Christopher W. Ryan
2010-Mar-10 15:30 UTC
[R] trouble calculating rates--sometimes the denominator is missing
Every day I get a csv file containing the names of the 64 schools in our county, the number of students sent home ill, and the number of students absent (plus lots of other variables). The file is cumulative since fall of 2009. It is in "long" format: one line per school per day. Each line is also supposed to contain the total number of students enrolled in the school. That number doesn't change often or much, so the same value is usually repeated on each line for each school. Thus calculating proportion of students absent or sent home ill is easy (see lines between the #####); here is the beginning of my code (my apologies for the word-wrapping, I use some long variable names): setwd("C:/data/bchd/schoolsurveillance") library(ggplot2) library(doBy) library(reshape) data <- read.csv("C:/DATA/BCHD/schoolsurveillance/Broome_02MAR10.csv", header=TRUE, sep=",", fill=TRUE) data$date <- as.character(data$ReportingDate) data$date <- as.Date(data$ReportingDate, format="%d%b%y") #### data$PercentStudentsAbsent <- data$StudentsAbsentTotal/data$TotalStudentsEnrolled data$PercentSentHome <- data$SentHomeTotal/data$TotalStudentsEnrolled #### attach(data) The problem is that sometimes, in some of the daily files, the TotalStudentsEnrolled field is left entirely blank--in every record. Unfortunately the data collection system is out of my hands, and still a little rough around the edges. The powers-that-be can put those numbers back in on the subsequent day, then my code runs fine.
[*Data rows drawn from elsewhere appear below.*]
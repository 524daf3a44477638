//! Parallel-coordinates plot builder.
//!
//! Pure over the full (unfiltered) table: the plot deliberately does not
//! react to the state/region filters.

use serde::{Deserialize, Serialize};
use serde_json::json;
use shark_map_dataset::IncidentTable;
use shark_map_incident_models::NumericField;

use crate::{AXIS_COLOR, Figure, PLOT_BACKGROUND};

/// One parallel-coordinates axis.
#[derive(Debug, Clone, PartialEq, Serialize, Deserialize)]
pub struct Dimension {
    /// Axis range, computed from valid values only.
    pub range: [f64; 2],
    /// Axis label.
    pub label: String,
    /// Per-record values; `None` renders as a gap.
    pub values: Vec<Option<f64>>,
    /// Tick labels for categorical axes.
    #[serde(skip_serializing_if = "Option::is_none")]
    pub ticktext: Option<Vec<String>>,
    /// Tick positions for categorical axes.
    #[serde(skip_serializing_if = "Option::is_none")]
    pub tickvals: Option<Vec<f64>>,
}

/// Builds one numeric axis: values coerced to numeric with failures
/// absent, range spanning only the valid values.
#[must_use]
pub fn numeric_dimension(table: &IncidentTable, field: NumericField) -> Dimension {
    let values = table.numeric_column(field);
    let (min, max) = values
        .iter()
        .flatten()
        .fold((None, None), |(min, max): (Option<f64>, Option<f64>), &v| {
            (
                Some(min.map_or(v, |m| m.min(v))),
                Some(max.map_or(v, |m| m.max(v))),
            )
        });

    Dimension {
        range: [min.unwrap_or(0.0), max.unwrap_or(0.0)],
        label: field.label().to_owned(),
        values,
        ticktext: None,
        tickvals: None,
    }
}

/// Builds the categorical species axis.
///
/// Species are encoded as integer indices `0..k-1` in first-seen order;
/// the tick labels restore the names from that same ordering, so index
/// `i` always round-trips to the `i`-th distinct species.
#[must_use]
pub fn species_dimension(table: &IncidentTable) -> Dimension {
    let species = table.species();

    let values: Vec<Option<f64>> = table
        .records()
        .iter()
        .map(|record| {
            record.species.as_ref().and_then(|s| {
                #[allow(clippy::cast_precision_loss)]
                species.iter().position(|x| x == s).map(|i| i as f64)
            })
        })
        .collect();

    #[allow(clippy::cast_precision_loss)]
    let tickvals: Vec<f64> = (0..species.len()).map(|i| i as f64).collect();
    #[allow(clippy::cast_precision_loss)]
    let upper = species.len() as f64;

    Dimension {
        range: [0.0, upper],
        label: "Shark Species".to_owned(),
        values,
        ticktext: Some(species),
        tickvals: Some(tickvals),
    }
}

/// Builds the parallel-coordinates figure over the full table: one axis
/// per numeric field, the categorical species axis last, lines colored by
/// incident year on the Viridis scale.
#[must_use]
pub fn build_parallel_coordinates(table: &IncidentTable) -> Figure {
    let mut dimensions: Vec<Dimension> = NumericField::all()
        .iter()
        .map(|field| numeric_dimension(table, *field))
        .collect();
    dimensions.push(species_dimension(table));

    let line_color = table.numeric_column(NumericField::IncidentYear);

    Figure {
        data: vec![json!({
            "type": "parcoords",
            "line": {
                "color": line_color,
                "colorscale": "Viridis",
            },
            "dimensions": dimensions,
        })],
        layout: json!({
            "plot_bgcolor": PLOT_BACKGROUND,
            "paper_bgcolor": PLOT_BACKGROUND,
            "font": { "color": AXIS_COLOR },
            "margin": { "l": 80, "r": 80, "t": 30, "b": 30 },
        }),
    }
}

#[cfg(test)]
mod tests {
    use super::*;
    use shark_map_incident_models::{AusState, IncidentRecord};

    fn record(species: Option<&str>, age: Option<f64>, year: Option<i32>) -> IncidentRecord {
        IncidentRecord {
            state: Some(AusState::NSW),
            location: Some("Bondi".to_string()),
            species: species.map(str::to_owned),
            shark_length: Some(2.0),
            victim_age: age,
            incident_year: year,
            latitude: Some(-33.0),
            longitude: Some(151.0),
        }
    }

    fn table() -> IncidentTable {
        IncidentTable::from_records(vec![
            record(Some("White Shark"), Some(25.0), Some(2018)),
            record(Some("Tiger Shark"), None, Some(2020)),
            record(Some("White Shark"), Some(40.0), Some(2019)),
            record(None, Some(33.0), None),
        ])
    }

    #[test]
    fn species_index_round_trips_through_tick_labels() {
        let dim = species_dimension(&table());
        let ticktext = dim.ticktext.as_ref().unwrap();

        for (i, label) in ticktext.iter().enumerate() {
            // The i-th distinct species encodes to i, and i looks up the
            // same label again.
            #[allow(clippy::cast_precision_loss)]
            let expected = i as f64;
            let encoded = dim
                .values
                .iter()
                .flatten()
                .find(|&&v| (v - expected).abs() < f64::EPSILON);
            assert!(encoded.is_some(), "species {label} never encoded");
        }

        assert_eq!(ticktext[0], "White Shark");
        assert_eq!(ticktext[1], "Tiger Shark");
        // Missing species renders as a gap.
        assert_eq!(dim.values[3], None);
    }

    #[test]
    fn numeric_range_skips_invalid_values() {
        let dim = numeric_dimension(&table(), NumericField::VictimAge);
        assert_eq!(dim.range, [25.0, 40.0]);
        assert_eq!(dim.values[1], None);
    }

    #[test]
    fn empty_column_gets_zero_range() {
        let empty = IncidentTable::from_records(vec![]);
        let dim = numeric_dimension(&empty, NumericField::SharkLength);
        assert_eq!(dim.range, [0.0, 0.0]);
    }

    #[test]
    fn figure_has_six_axes_and_year_line_color() {
        let figure = build_parallel_coordinates(&table());
        assert_eq!(figure.data.len(), 1);
        let trace = &figure.data[0];
        assert_eq!(trace["dimensions"].as_array().unwrap().len(), 6);
        assert_eq!(trace["line"]["colorscale"], "Viridis");
        assert_eq!(trace["line"]["color"][0], 2018.0);
    }
}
But if possible, I want to make my code less susceptible to this external "threat." What would be a good way to "store up" the names of the 64 schools and their total enrollments (which are basically static), and them use those values for the denominators for the rates as calculated above (####), rather than relying on always having a complete, rectangular, data file, every line containing the necessary value for a denominator? Thanks. -- Christopher W. Ryan, MD SUNY Upstate Medical University Clinical Campus at Binghamton 425 Robinson Street, Binghamton, NY 13904 cryanatbinghamtondotedu "If you want to build a ship, don't drum up the men to gather wood, divide the work and give orders. Instead, teach them to yearn for the vast and endless sea." [Antoine de St. Exupery]
Christopher W. Ryan
2010-Mar-10 15:44 UTC
[R] trouble calculating rates--sometimes the denominator is missing
One more bit: I got as far as this, thinking it might help: Using a data file that I know has all the necessary denominators, I created a dataframe of school names (as factor) and TotalStudentsEnrolled. data.frame(data$School[!duplicated(data$School)], data$TotalStudentsEnrolled[!duplicated(data$School)]) 1 BENJAMIN FRANKLIN ES 465 2 CALVIN COOLIDGE SCHL 379 3 EAST MS 590 4 HORACE MANN SCHL 374 5 MAC ARTHUR SCHL 481 6 THEO ROOSEVELT SCHL 377 [truncated] I thought I might be able to "look up" the necessary value for each school from this dataframe. But I can't get my head around using indices to do it. Thanks again. --Chris -- Christopher W. Ryan, MD SUNY Upstate Medical University Clinical Campus at Binghamton 425 Robinson Street, Binghamton, NY 13904 cryanatbinghamtondotedu "If you want to build a ship, don't drum up the men to gather wood, divide the work and give orders. Instead, teach them to yearn for the vast and endless sea." [Antoine de St. Exupery]